Since 1999 Professor Harald Weinfurter has held a professorship for experimental quantum optics at the LMU, where he was also vice-dean of the Physics Faculty from 2008 to 2012. Having studied physics and completed his doctorate in Vienna, he habilitated in Innsbruck. Subsequently he worked in Vienna and at the Hahn-Meitner Institute in Berlin and then returned to Innsbruck. Weinfurter's research concerns the fundamental aspects of quantum physics. His areas of interest include experimental quantum interferometry with correlated photons, quantum correlations and entangled states and quantum communication and information and their application in quantum cryptography and quantum metrology. Weinfurter has received numerous awards for his work, including the Philip Morris Prize for Research in 2003 and the Descartes Prize from the European Union in 2004. He has been a Max Planck Fellow at the Max-Planck-Institute of Quantum Optics in Garching since 2010 and is associated with Nobel Laureate Professor Theodor W. Hänsch's Department of Laser Spectroscopy.
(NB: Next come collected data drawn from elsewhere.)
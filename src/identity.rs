//! Identity atoms.
//!
//! FormId: aggregate identifier
//! ItemId: field-node identifier within a form's item tree
//! CommandId: one requested state transition; also seeds new item identity
//! ActorId: the acting user, named by the surrounding runtime

use std::fmt;

use serde::{Deserialize, Serialize};
use uuid::Uuid;

use crate::error::InvalidId;

macro_rules! uuid_id {
    ($(#[$doc:meta])* $name:ident, $variant:ident) => {
        $(#[$doc])*
        #[derive(Clone, Copy, PartialEq, Eq, PartialOrd, Ord, Hash, Serialize, Deserialize)]
        #[serde(transparent)]
        pub struct $name(Uuid);

        impl $name {
            pub fn new(id: Uuid) -> Self {
                Self(id)
            }

            /// Fresh random identifier.
            pub fn generate() -> Self {
                Self(Uuid::new_v4())
            }

            pub fn parse_str(s: &str) -> Result<Self, InvalidId> {
                Uuid::parse_str(s).map(Self).map_err(|e| InvalidId::$variant {
                    raw: s.to_owned(),
                    reason: e.to_string(),
                })
            }

            pub fn as_uuid(&self) -> Uuid {
                self.0
            }
        }

        impl fmt::Debug for $name {
            fn fmt(&self, f: &mut fmt::Formatter<'_>) -> fmt::Result {
                write!(f, concat!(stringify!($name), "({})"), self.0)
            }
        }

        impl fmt::Display for $name {
            fn fmt(&self, f: &mut fmt::Formatter<'_>) -> fmt::Result {
                write!(f, "{}", self.0)
            }
        }

        impl From<Uuid> for $name {
            fn from(id: Uuid) -> Self {
                Self(id)
            }
        }

        impl From<$name> for Uuid {
            fn from(id: $name) -> Uuid {
                id.0
            }
        }
    };
}

uuid_id!(
    /// Aggregate identifier, assigned at creation and immutable.
    FormId,
    Form
);

uuid_id!(
    /// Field-node identifier, unique within one form's item tree.
    ItemId,
    Item
);

uuid_id!(
    /// Command identifier, populated by the surrounding runtime.
    CommandId,
    Command
);

// A new item adopts the identity of the command that created it, which keeps
// event replay deterministic without a second id allocation.
impl From<CommandId> for ItemId {
    fn from(id: CommandId) -> ItemId {
        ItemId(id.0)
    }
}

/// Acting user - non-empty string after trimming.
///
/// The runtime names actors; validation only rejects empty/whitespace values.
#[derive(Clone, PartialEq, Eq, PartialOrd, Ord, Hash, Serialize, Deserialize)]
#[serde(try_from = "String", into = "String")]
pub struct ActorId(String);

impl ActorId {
    pub fn new(s: impl Into<String>) -> Result<Self, InvalidId> {
        let s = s.into();
        if s.trim().is_empty() {
            Err(InvalidId::Actor {
                raw: s,
                reason: "empty".into(),
            })
        } else {
            Ok(Self(s))
        }
    }

    pub fn as_str(&self) -> &str {
        &self.0
    }

    #[cfg(test)]
    pub fn new_unchecked(s: impl Into<String>) -> Self {
        Self(s.into())
    }
}

impl fmt::Debug for ActorId {
    fn fmt(&self, f: &mut fmt::Formatter<'_>) -> fmt::Result {
        write!(f, "ActorId({:?})", self.0)
    }
}

impl fmt::Display for ActorId {
    fn fmt(&self, f: &mut fmt::Formatter<'_>) -> fmt::Result {
        write!(f, "{}", self.0)
    }
}

impl TryFrom<String> for ActorId {
    type Error = InvalidId;

    fn try_from(s: String) -> Result<Self, Self::Error> {
        ActorId::new(s)
    }
}

impl From<ActorId> for String {
    fn from(id: ActorId) -> String {
        id.0
    }
}

#[cfg(test)]
mod tests {
    use super::*;

    #[test]
    fn form_id_parse_round_trips() {
        let id = FormId::generate();
        let parsed = FormId::parse_str(&id.to_string()).unwrap();
        assert_eq!(id, parsed);
    }

    #[test]
    fn form_id_parse_rejects_garbage() {
        let err = FormId::parse_str("not-a-uuid").unwrap_err();
        assert!(err.to_string().contains("form id"));
    }

    #[test]
    fn actor_id_rejects_blank() {
        assert!(ActorId::new("").is_err());
        assert!(ActorId::new("   ").is_err());
        assert_eq!(ActorId::new("editor").unwrap().as_str(), "editor");
    }

    #[test]
    fn item_id_inherits_command_id() {
        let cmd = CommandId::generate();
        assert_eq!(ItemId::from(cmd).as_uuid(), cmd.as_uuid());
    }

    #[test]
    fn ids_serialize_transparently() {
        let id = ItemId::generate();
        let json = serde_json::to_string(&id).unwrap();
        assert_eq!(json, format!("\"{id}\""));
        let back: ItemId = serde_json::from_str(&json).unwrap();
        assert_eq!(back, id);
    }
}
Professor Marek Żukowski has been professor of physics since 1998 at the University of Gdansk. Initially appointed as associate professor, he has held a chair since 2006. He was head of the Department for Quantum Optics at the Institute for Physics at the University of Gdansk from 1996 to 2005 and is now head of the Institute. He habilitated in Torun in Poland, at the Nikolaus Kopernikus University, after achieving a "Proficiency Certificate in English grade A" in Cambridge in the UK. His doctorate in Gdansk followed a course of study in both physics and mathematics. Żukowski is a founding member of the National Quantum Information Centre of Gdansk, which was established in 2007, and since 2010 a member of the board of the National Centre for Science, a research funding organisation. He has received the Prize for Science from the Polish Ministry for Education four times and has been awarded prizes by the Rector of Gdansk University three times. Periods as a visiting professor in Beijing, China and the award in 2006 of a Wenner Gren Fellowship from Sweden, like his many years of collaboration with Professor Weinfurter, underline his position in a widely international network.

The two physicists are the fifth pair to receive the Copernicus Award from the DFG and the FNP, which since 2006 has been conferred every two years to two researchers, one from Germany and one from Poland. The award is named after the astronomer Nicolas Copernicus (1473-1543) and is intended to symbolise the close collaboration between the countries on research. The prize money is donated by the DFG and the FNP in equal shares and is divided evenly between the two prizewinners, who may use it for any scientific purpose that is within the scope of the funding programmes of both organisations. Priority should be given to jointly supporting early career researchers.